Агафья, видимо, была недовольна таким оборотом дела и ворча что-то себе под нос, удалилась в кухню, откуда тотчас же послышался грохот злобно швыряемых ею кастрюль и испуганный звон бьющихся тарелок…


Блуждая по комнатам, Аристарх Петрович увидел в спальне, на вешалке, свой халат и подумал о том, что сегодня такой же обычный, будний день, как и предыдущие, и что он совершенно напрасно с утра надел пиджачный костюм и сапоги. Исправить эту ошибку было делом нескольких минут, и облекшись в халат и туфли, Сижков почувствовал себя еще более успокоенным и правым по отношению к Агафье. Радуясь своему обычному, будничному настроению, он от удовольствия даже засмеялся и прищелкнул пальцами.

Потирая руки, он засел за свое любимое занятие — распределение расходов на будущее время. Это делалось для того, чтобы, расходуя получаемую им пенсию, он случайно не вышел из бюджета и не очутился в критическом положении. Во избежание такого печального случая, он клал перед собой календарь и в тетрадке отмечал все, на что следовало каждый день расходовать деньги. При этом принимались во внимание дни скоромные, постные и праздничные, так как первые требовали денег на обед больше, чем вторые, а к ассигновкам на праздничные дни прибавлялся еще расход на лампадное масло, свечки Николаю угоднику и на третье, сладкое блюдо к обеду.

Работа шла быстро и легко. Роясь в календаре и вычисляя расходы, Аристарх Петрович тихонько мурлыкал пришедшую ему на память песенку из далекого детства:

Где-то птичка поет,
Своих деток зовет:
Ку-ку!..

И повторяя это «Ку-ку» он смеялся счастливым смехом заигравшегося ребенка и прищелкивал пальцами. Иногда он отрывался от работы и прищуренными глазами смотрел на солнечные лучи, резавшие во все окна столовой, полные кружащихся и мелькающих, как искорки, пылинок и придававшие комнате веселый, нарядный, праздничный вид. И у него в душе становилось также светло, весело, празднично, и он думал о том, что жить на свете очень хорошо и хотел жить долго, без конца…

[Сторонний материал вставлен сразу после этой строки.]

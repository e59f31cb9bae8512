//! Resume text cleaning — pluggable, trait-based cleaner behind the
//! processing endpoint.
//!
//! Default: `LlmCleaner` over the shared `LlmClient`. The trait exists so
//! tests (and any future non-LLM backend) can stand in without touching
//! handler code. `AppState` holds an `Arc<dyn TextCleaner>`.

pub mod prompts;

use async_trait::async_trait;

use crate::cleaning::prompts::{CLEAN_RESUME_PROMPT, CLEAN_RESUME_SYSTEM};
use crate::errors::AppError;
use crate::llm_client::{LlmClient, LlmError};

/// Produces an improved version of a resume's plain text: same language,
/// same approximate structure, better grammar and wording.
#[async_trait]
pub trait TextCleaner: Send + Sync {
    async fn clean(&self, text: &str) -> Result<String, AppError>;
}

/// Cleans resume text via Claude.
pub struct LlmCleaner {
    llm: LlmClient,
}

impl LlmCleaner {
    pub fn new(llm: LlmClient) -> Self {
        Self { llm }
    }
}

#[async_trait]
impl TextCleaner for LlmCleaner {
    async fn clean(&self, text: &str) -> Result<String, AppError> {
        let prompt = CLEAN_RESUME_PROMPT.replace("{resume_text}", text);
        let response = self
            .llm
            .call(&prompt, CLEAN_RESUME_SYSTEM)
            .await
            .map_err(|e| AppError::Llm(format!("Resume cleaning failed: {e}")))?;

        let cleaned = response
            .text()
            .ok_or(LlmError::EmptyContent)
            .map_err(|e| AppError::Llm(e.to_string()))?;

        Ok(cleaned.trim().to_string())
    }
}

— 12-е декабря, вторник, — бормотал он, стараясь сосредоточиться и хмуря седые, нависшие брови: преподобного Спиридона, епископа Тримпейского. День постный. Меню: щи с грибами, караси на постном масле… Итого — семьдесят три копейки… 13-е, середа, мучеников Авксентия, Евстратия… Хм… Покойному дедушке Евстратию за упокой души поминание надо бы…

Вспомнив что-то, он поднял голову и взволнованно закричал:

— Агафья! Агафья!..

В дверях появилась Агафья, утирая передником красное, потное лицо:

— Чего вам? — спросила она тоном, явно свидетельствовавшим о том, что она еще сердится и не желает разговаривать.

— Скажешь дворнику Филимону, чтобы он, разбойник этакий, смотрел в оба за дровами. Небось, все жильцы тащат. Слышишь, сегодня же скажи: барин-де приказал смотреть, а не то…

— Еще бы, — презрительно перебила его Агафья, взяв руки в бока и принимая воинственный вид: у Филимона только и дела, что стеречь ваши дрова! Поди-ка, скажи ему!.. Тут тебе каждую минуту решение живота твоего, а то выдумали — дрова! Эка важность, подумаешь!..

Аристарх Петрович рассердился. Он, когда сердится — кричит тонким бабьим голосом и кажется, что вот-вот расплачется.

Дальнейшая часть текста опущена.